> [What you are asked to do]:
Lines with "crate": pull these out of the listing below.
*** Material supplied ***
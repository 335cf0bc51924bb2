//! Axum route handlers for the extraction API.

use axum::extract::{Multipart, State};
use axum::Json;
use serde::Serialize;
use tracing::{info, warn};
use uuid::Uuid;

use crate::errors::AppError;
use crate::extraction::parse::{extract_text, validate_upload, ExtractionMetadata, ERR_FILE_MISSING};
use crate::state::AppState;

/// Extraction result envelope. `success=false` carries the reason in
/// `error`; the HTTP status stays 200 — a bad file is not a server fault.
#[derive(Debug, Serialize)]
pub struct ExtractionResponse {
    pub success: bool,
    pub file_name: String,
    pub file_type: String,
    pub file_size: usize,
    pub extracted_text: String,
    #[serde(skip_serializing_if = "Option::is_none")]
    pub metadata: Option<ExtractionMetadata>,
    #[serde(skip_serializing_if = "Option::is_none")]
    pub error: Option<String>,
}

impl ExtractionResponse {
    fn failure(file_name: String, file_type: String, file_size: usize, error: String) -> Self {
        Self {
            success: false,
            file_name,
            file_type,
            file_size,
            extracted_text: String::new(),
            metadata: None,
            error: Some(error),
        }
    }
}

/// POST /api/v1/extract
///
/// Multipart upload with a single `file` part. Validates type and size,
/// extracts plain text, and best-effort archives the original to S3.
pub async fn handle_extract(
    State(state): State<AppState>,
    mut multipart: Multipart,
) -> Result<Json<ExtractionResponse>, AppError> {
    let mut upload: Option<(String, String, Vec<u8>)> = None;

    while let Some(field) = multipart
        .next_field()
        .await
        .map_err(|e| AppError::Validation(format!("Malformed multipart body: {e}")))?
    {
        if field.name() == Some("file") {
            let file_name = field.file_name().unwrap_or("upload").to_string();
            let content_type = field.content_type().unwrap_or_default().to_string();
            let bytes = field
                .bytes()
                .await
                .map_err(|e| AppError::Validation(format!("Failed to read upload: {e}")))?;
            upload = Some((file_name, content_type, bytes.to_vec()));
            break;
        }
    }

    let Some((file_name, content_type, bytes)) = upload else {
        return Ok(Json(ExtractionResponse::failure(
            String::new(),
            String::new(),
            0,
            ERR_FILE_MISSING.to_string(),
        )));
    };

    let file_size = bytes.len();

    if let Err(e) = validate_upload(&content_type, file_size) {
        return Ok(Json(ExtractionResponse::failure(
            file_name,
            content_type,
            file_size,
            e.code().to_string(),
        )));
    }

    let (extracted_text, mut metadata) = match extract_text(&content_type, &bytes) {
        Ok(result) => result,
        Err(e) => {
            warn!("Extraction failed for {file_name}: {e}");
            return Ok(Json(ExtractionResponse::failure(
                file_name,
                content_type,
                file_size,
                e.to_string(),
            )));
        }
    };

    metadata.storage_key = archive_original(&state, &file_name, &content_type, bytes).await;

    info!(
        "Extracted {} chars from {file_name} ({})",
        metadata.char_count, metadata.extraction_method
    );

    Ok(Json(ExtractionResponse {
        success: true,
        file_name,
        file_type: content_type,
        file_size,
        extracted_text,
        metadata: Some(metadata),
        error: None,
    }))
}

/// Archives the original upload under `uploads/{id}/{name}`. Best-effort:
/// a storage failure is logged, not surfaced — the extraction result is
/// what the caller came for.
async fn archive_original(
    state: &AppState,
    file_name: &str,
    content_type: &str,
    bytes: Vec<u8>,
) -> Option<String> {
    let key = format!("uploads/{}/{}", Uuid::new_v4(), file_name);
    match state
        .s3
        .put_object()
        .bucket(&state.config.s3_bucket)
        .key(&key)
        .body(aws_sdk_s3::primitives::ByteStream::from(bytes))
        .content_type(content_type)
        .send()
        .await
    {
        Ok(_) => {
            info!("Archived upload to s3://{}/{}", state.config.s3_bucket, key);
            Some(key)
        }
        Err(e) => {
            warn!("Failed to archive upload {file_name}: {e}");
            None
        }
    }
}
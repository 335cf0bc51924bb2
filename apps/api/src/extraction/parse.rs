//! MIME/size validation and text extraction from uploaded file bytes.

use serde::Serialize;
use thiserror::Error;

/// Upload cap. Rejections use the `file-too-large` code.
pub const MAX_FILE_SIZE_BYTES: usize = 10 * 1024 * 1024;

/// MIME types the extractor accepts. Everything else is `file-invalid-type`.
pub const ACCEPTED_MIME_TYPES: [&str; 4] = [
    "application/pdf",
    "text/plain",
    "text/markdown",
    "text/csv",
];

/// Machine-readable rejection codes surfaced to the client before any
/// parsing work happens.
pub const ERR_FILE_TOO_LARGE: &str = "file-too-large";
pub const ERR_FILE_INVALID_TYPE: &str = "file-invalid-type";
pub const ERR_FILE_MISSING: &str = "file-missing";

#[derive(Debug, Error)]
pub enum ExtractionError {
    #[error("file-too-large")]
    TooLarge,
    #[error("file-invalid-type")]
    InvalidType,
    #[error("extraction failed: {0}")]
    Parse(String),
}

impl ExtractionError {
    /// The stable error code clients branch on.
    pub fn code(&self) -> &str {
        match self {
            ExtractionError::TooLarge => ERR_FILE_TOO_LARGE,
            ExtractionError::InvalidType => ERR_FILE_INVALID_TYPE,
            ExtractionError::Parse(msg) => msg,
        }
    }
}

#[derive(Debug, Clone, Serialize)]
pub struct ExtractionMetadata {
    pub word_count: usize,
    pub char_count: usize,
    pub line_count: usize,
    /// Present for PDFs when page breaks survive extraction.
    pub page_count: Option<usize>,
    /// How the text was obtained: "pdf" or "utf-8".
    pub extraction_method: &'static str,
    /// S3 key of the archived original, when archiving succeeded.
    pub storage_key: Option<String>,
}

/// Validates size and MIME type ahead of any parsing. The MIME comparison
/// ignores parameters (`text/plain; charset=utf-8` passes).
pub fn validate_upload(content_type: &str, size: usize) -> Result<(), ExtractionError> {
    if size > MAX_FILE_SIZE_BYTES {
        return Err(ExtractionError::TooLarge);
    }
    let essence = content_type
        .split(';')
        .next()
        .unwrap_or_default()
        .trim()
        .to_ascii_lowercase();
    if !ACCEPTED_MIME_TYPES.contains(&essence.as_str()) {
        return Err(ExtractionError::InvalidType);
    }
    Ok(())
}

/// Extracts plain text from validated file bytes.
pub fn extract_text(
    content_type: &str,
    bytes: &[u8],
) -> Result<(String, ExtractionMetadata), ExtractionError> {
    let essence = content_type
        .split(';')
        .next()
        .unwrap_or_default()
        .trim()
        .to_ascii_lowercase();

    let (text, method, page_count) = if essence == "application/pdf" {
        let text = pdf_extract::extract_text_from_mem(bytes)
            .map_err(|e| ExtractionError::Parse(format!("PDF extraction failed: {e}")))?;
        let pages = page_count_from_form_feeds(&text);
        (text, "pdf", pages)
    } else {
        let text = String::from_utf8(bytes.to_vec())
            .map_err(|_| ExtractionError::Parse("File is not valid UTF-8 text".to_string()))?;
        (text, "utf-8", None)
    };

    let normalized = text.replace('\u{000C}', "\n").trim().to_string();
    if normalized.is_empty() {
        return Err(ExtractionError::Parse(
            "No text could be extracted from the file".to_string(),
        ));
    }

    let metadata = ExtractionMetadata {
        word_count: normalized.split_whitespace().count(),
        char_count: normalized.chars().count(),
        line_count: normalized.lines().count(),
        page_count,
        extraction_method: method,
        storage_key: None,
    };

    Ok((normalized, metadata))
}

/// pdf-extract separates pages with form feeds; when any are present, the
/// page count is feeds + 1.
fn page_count_from_form_feeds(text: &str) -> Option<usize> {
    let feeds = text.matches('\u{000C}').count();
    (feeds > 0).then_some(feeds + 1)
}
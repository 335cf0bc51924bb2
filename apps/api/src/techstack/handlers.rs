//! Axum route handlers for tech-stack extraction.

use axum::extract::State;
use axum::Json;
use serde::{Deserialize, Serialize};

use crate::errors::AppError;
use crate::state::AppState;
use crate::techstack::config::TechStackConfig;
use crate::techstack::extractor::extract_tech_stack;

#[derive(Debug, Deserialize)]
pub struct TechStackRequest {
    pub formatted_text: String,
    #[serde(default)]
    pub existing_config: String,
    #[serde(default)]
    pub issue_description: String,
}

#[derive(Debug, Serialize)]
pub struct TechStackResponse {
    pub success: bool,
    pub tech_stack: Vec<String>,
    pub config: TechStackConfig,
}

/// POST /api/v1/tech-stack
///
/// An unsuccessful extraction is not an HTTP error: the response carries an
/// empty stack and the caller's config, and generation can still proceed.
pub async fn handle_extract_tech_stack(
    State(state): State<AppState>,
    Json(request): Json<TechStackRequest>,
) -> Result<Json<TechStackResponse>, AppError> {
    if request.formatted_text.trim().is_empty() {
        return Err(AppError::Validation(
            "formatted_text cannot be empty".to_string(),
        ));
    }

    let outcome = extract_tech_stack(
        &state.llm,
        &request.formatted_text,
        &request.existing_config,
        &request.issue_description,
    )
    .await;

    Ok(Json(TechStackResponse {
        success: outcome.success,
        tech_stack: outcome.tech_stack,
        config: outcome.config,
    }))
}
*** End of Material supplied ***
> [Solution for this exercise]:
use crate::errors::AppError;
use crate::extraction::parse::{extract_text, validate_upload, ExtractionMetadata, ERR_FILE_MISSING};
use crate::state::AppState;
use crate::errors::AppError;
use crate::state::AppState;
use crate::techstack::config::TechStackConfig;
use crate::techstack::extractor::extract_tech_stack;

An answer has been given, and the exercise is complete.